I am not in very fast on my feet these days. Recovering from the foot operation has taken much longer than I realized it would. I will be able to manage the Springfield airport without a problem, but I have arranged for a wheelchair to meet me at the gate in Dallas.

I am so thankful I have this verse to remind me to “Be strong and courageous. Do not be afraid; do not be discouraged, for the Lord your God will be with you wherever you go.”

He took marvelous care of me the time I had to spend the night at Dallas-Ft. Worth.

It will be fine this time around too. And if things do go wrong, He will take care of me again.

Tuesday, November 01, 2016

That’s the Way the Crust Crumbles


Yesterday was the birthday of my friend’s husband. He likes apple pie, but she is coping with life-threatening illness and all that goes with it—chemotherapy, heavy-duty pain meds, exhaustion—and doesn’t feel like cooking, so I made him an apple pie.

Bought the apples and two crusts. I am not that good with homemade crust on my best day. The apples made a huge mound, and I had trouble keeping them in the tin as I began to fit the other crust over them. Then, the crust that was supposed to go on top did not come out of the pan like it was supposed to, and a big chunk of it tore off.

I patched it together as best I could on top of the mound of apples. It looked awful.

And then I discovered that one of the apples that was supposed to go in the pie had sprouted legs and walked off. I didn’t see it until after I had cobbled together the pieces of the top crust.

So I put the pie on a cookie sheet and stuck it in the oven and ate the runaway apple.

I managed not to burn the pie. However, once the pie had cooled, the crust on top collapsed and broke because apples underneath had shrunk (and a lot of the juice had bubbled out onto the cookie sheet).
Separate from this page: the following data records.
use std::io::Cursor;

use bytes::Bytes;
use chrono::NaiveDate;
use polars::prelude::{
    CsvParseOptions, CsvReadOptions, DataFrame, Expr, IntoLazy, NullValues, Schema, SchemaExt,
    SchemaRef, SerReader, col, lit,
};

use crate::{
    error::{DataError, MandiResult, ParseError},
    fetch::Source,
    schema::{self, CanonicalCol},
};

pub mod bse_bar;
pub mod bulk_deals;
pub mod corporate_actions;
pub mod index_constituents;
pub mod nse_bar;
pub mod option_chain;
pub mod symbol_master;
pub mod xbrl;

/// Tokens the exchanges use for "no value".
pub const NULL_SENTINELS: [&str; 6] = ["-", "", "null", "NULL", "N/A", "NA"];

/// Per-run metadata a parser needs beyond the raw bytes.
#[derive(Debug, Clone)]
pub struct ParseContext {
    pub source: Source,
    pub trade_date: NaiveDate,
    /// Discriminator for symbol-keyed sources (option chain, XBRL).
    pub symbol: Option<String>,
    /// Discriminator for index-keyed sources (constituents).
    pub index: Option<String>,
}

impl ParseContext {
    pub fn new(source: Source, trade_date: NaiveDate) -> Self {
        Self {
            source,
            trade_date,
            symbol: None,
            index: None,
        }
    }

    pub fn with_symbol(mut self, symbol: impl Into<String>) -> Self {
        self.symbol = Some(symbol.into());
        self
    }

    pub fn with_index(mut self, index: impl Into<String>) -> Self {
        self.index = Some(index.into());
        self
    }

    pub fn schema_version(&self) -> &'static str {
        self.source.schema_version()
    }
}

/// Per-source adapter from raw bytes to a normalized tabular frame.
///
/// `declared_schema` is the canonical output contract; `parse` must
/// return a frame conforming to it exactly (order, names, dtypes).
pub trait SourceParser: Send + Sync {
    fn declared_schema(&self) -> SchemaRef;

    fn parse(&self, raw: &Bytes, ctx: &ParseContext) -> MandiResult<DataFrame>;
}

// ================================================================================================
// Shared helpers
// ================================================================================================

/// Fail fast when the upstream column set diverges from the declared
/// input schema, naming what is missing and what is unexpected.
pub(crate) fn check_schema_drift(
    source: Source,
    actual: &[String],
    expected: &Schema,
) -> MandiResult<()> {
    let expected_names: Vec<&str> = expected.iter_names().map(|n| n.as_str()).collect();
    let missing: Vec<String> = expected_names
        .iter()
        .filter(|n| !actual.iter().any(|a| a == *n))
        .map(|n| n.to_string())
        .collect();
    let extra: Vec<String> = actual
        .iter()
        .filter(|a| !expected_names.contains(&a.as_str()))
        .cloned()
        .collect();

    if missing.is_empty() && extra.is_empty() {
        Ok(())
    } else {
        Err(ParseError::SchemaDrift {
            source_name: source.to_string(),
            missing,
            extra,
        }
        .into())
    }
}

/// Header row of a CSV payload, trimmed of quotes and padding.
pub(crate) fn csv_header(raw: &[u8]) -> MandiResult<Vec<String>> {
    let text = std::str::from_utf8(raw).map_err(|e| ParseError::MalformedPayload {
        source_name: "csv".to_string(),
        msg: e.to_string(),
    })?;
    let first = text.lines().next().ok_or_else(|| ParseError::MalformedPayload {
        source_name: "csv".to_string(),
        msg: "empty payload".to_string(),
    })?;
    Ok(first
        .split(',')
        .map(|c| c.trim().trim_matches('"').trim().to_string())
        .collect())
}

/// Read a CSV payload with per-column dtype overrides and the shared
/// null-sentinel set.
pub(crate) fn read_csv(raw: &[u8], dtypes: SchemaRef) -> MandiResult<DataFrame> {
    let nulls = NULL_SENTINELS.iter().map(|s| (*s).into()).collect();
    CsvReadOptions::default()
        .with_has_header(true)
        .with_schema_overwrite(Some(dtypes))
        .with_parse_options(
            CsvParseOptions::default().with_null_values(Some(NullValues::AllColumns(nulls))),
        )
        .into_reader_with_file_handle(Cursor::new(raw))
        .finish()
        .map_err(|e| DataError::Frame(e.to_string()).into())
}

/// Select the canonical columns in declared order, casting each to its
/// declared dtype. The parser must have materialized every column.
pub(crate) fn conform_to_schema(df: DataFrame, schema: &Schema) -> MandiResult<DataFrame> {
    let exprs: Vec<Expr> = schema
        .iter_fields()
        .map(|f| col(f.name().clone()).cast(f.dtype().clone()))
        .collect();
    df.lazy()
        .select(exprs)
        .collect()
        .map_err(|e| DataError::Frame(e.to_string()).into())
}

/// Literal columns shared by every envelope: event/ingest times, source
/// and schema version. Per-row `event_id`/`entity_id` stay with the
/// individual parsers since their business keys differ.
pub(crate) fn envelope_literals(ctx: &ParseContext) -> [Expr; 4] {
    [
        lit(schema::event_time_ms(ctx.trade_date)).alias(CanonicalCol::EventTime.name()),
        lit(schema::now_ms()).alias(CanonicalCol::IngestTime.name()),
        lit(ctx.source.as_str()).alias(CanonicalCol::Source.name()),
        lit(ctx.schema_version()).alias(CanonicalCol::SchemaVersion.name()),
    ]
}

/// Hive partition literal columns derived from the trading day.
pub(crate) fn partition_literals(trade_date: NaiveDate) -> [Expr; 3] {
    let (year, month, day) = schema::partition_values(trade_date);
    [
        lit(year).alias(CanonicalCol::Year.name()),
        lit(month).alias(CanonicalCol::Month.name()),
        lit(day).alias(CanonicalCol::Day.name()),
    ]
}

/// Days since the Unix epoch; polars `Date` physical representation.
pub(crate) fn days_since_epoch(date: NaiveDate) -> i32 {
    (date - NaiveDate::from_ymd_opt(1970, 1, 1).expect("epoch")).num_days() as i32
}

#[cfg(test)]
mod tests {
    use super::*;
    use crate::error::MandiError;

    #[test]
    fn drift_names_missing_and_extra_columns() {
        let expected = Schema::from_iter([
            CanonicalCol::Symbol.field(),
            CanonicalCol::Open.field(),
            CanonicalCol::Close.field(),
        ]);
        let actual = vec![
            "symbol".to_string(),
            "close".to_string(),
            "surprise".to_string(),
        ];

        let err = check_schema_drift(Source::NseEqBar, &actual, &expected)
            .expect_err("drift must fail");
        match err {
            MandiError::Parse(ParseError::SchemaDrift { missing, extra, .. }) => {
                assert_eq!(missing, vec!["open".to_string()]);
                assert_eq!(extra, vec!["surprise".to_string()]);
            }
            other => panic!("unexpected error: {other}"),
        }
    }

    #[test]
    fn header_is_trimmed_and_unquoted() {
        let raw = b"\"Symbol\", Client Name ,Buy/Sell\nRELIANCE,ACME,BUY\n";
        let header = csv_header(raw).expect("header parses");
        assert_eq!(header, vec!["Symbol", "Client Name", "Buy/Sell"]);
    }

    #[test]
    fn epoch_days_match_polars_date_repr() {
        let d = NaiveDate::from_ymd_opt(1970, 1, 2).expect("date");
        assert_eq!(days_since_epoch(d), 1);
        let d = NaiveDate::from_ymd_opt(2024, 1, 15).expect("date");
        assert_eq!(days_since_epoch(d), 19737);
    }
}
I am sure the pie tasted just fine, but it looked terrible. I did not take a picture of the pie to memorialize the occasion.

I was rather embarrassed when I knocked on their door to deliver it, but deliver it I did.

While her husband got ready to go out for a celebratory late lunch with their son, I had a nice visit with her at the kitchen island while she ate some pineapple and cottage cheese for her own lunch, tiny and frail, her face still beautiful and her greenish eyes luminous, looking very Sinead O’Connor-ish with her nearly bald head, but I noticed the silvery peach fuzz was a bit longer than it was two weeks ago when I saw her last.

Richard said he admired me for continuing to plod on in the face of ongoing cooking disasters—biscuits like hockey pucks, baguettes that turned out like truncheons—and yesterday, a pie that looked like someone stepped on it. 

Sometimes I think the thought really does count, even if the result isn't quite what one expected. I hope they enjoy the pie.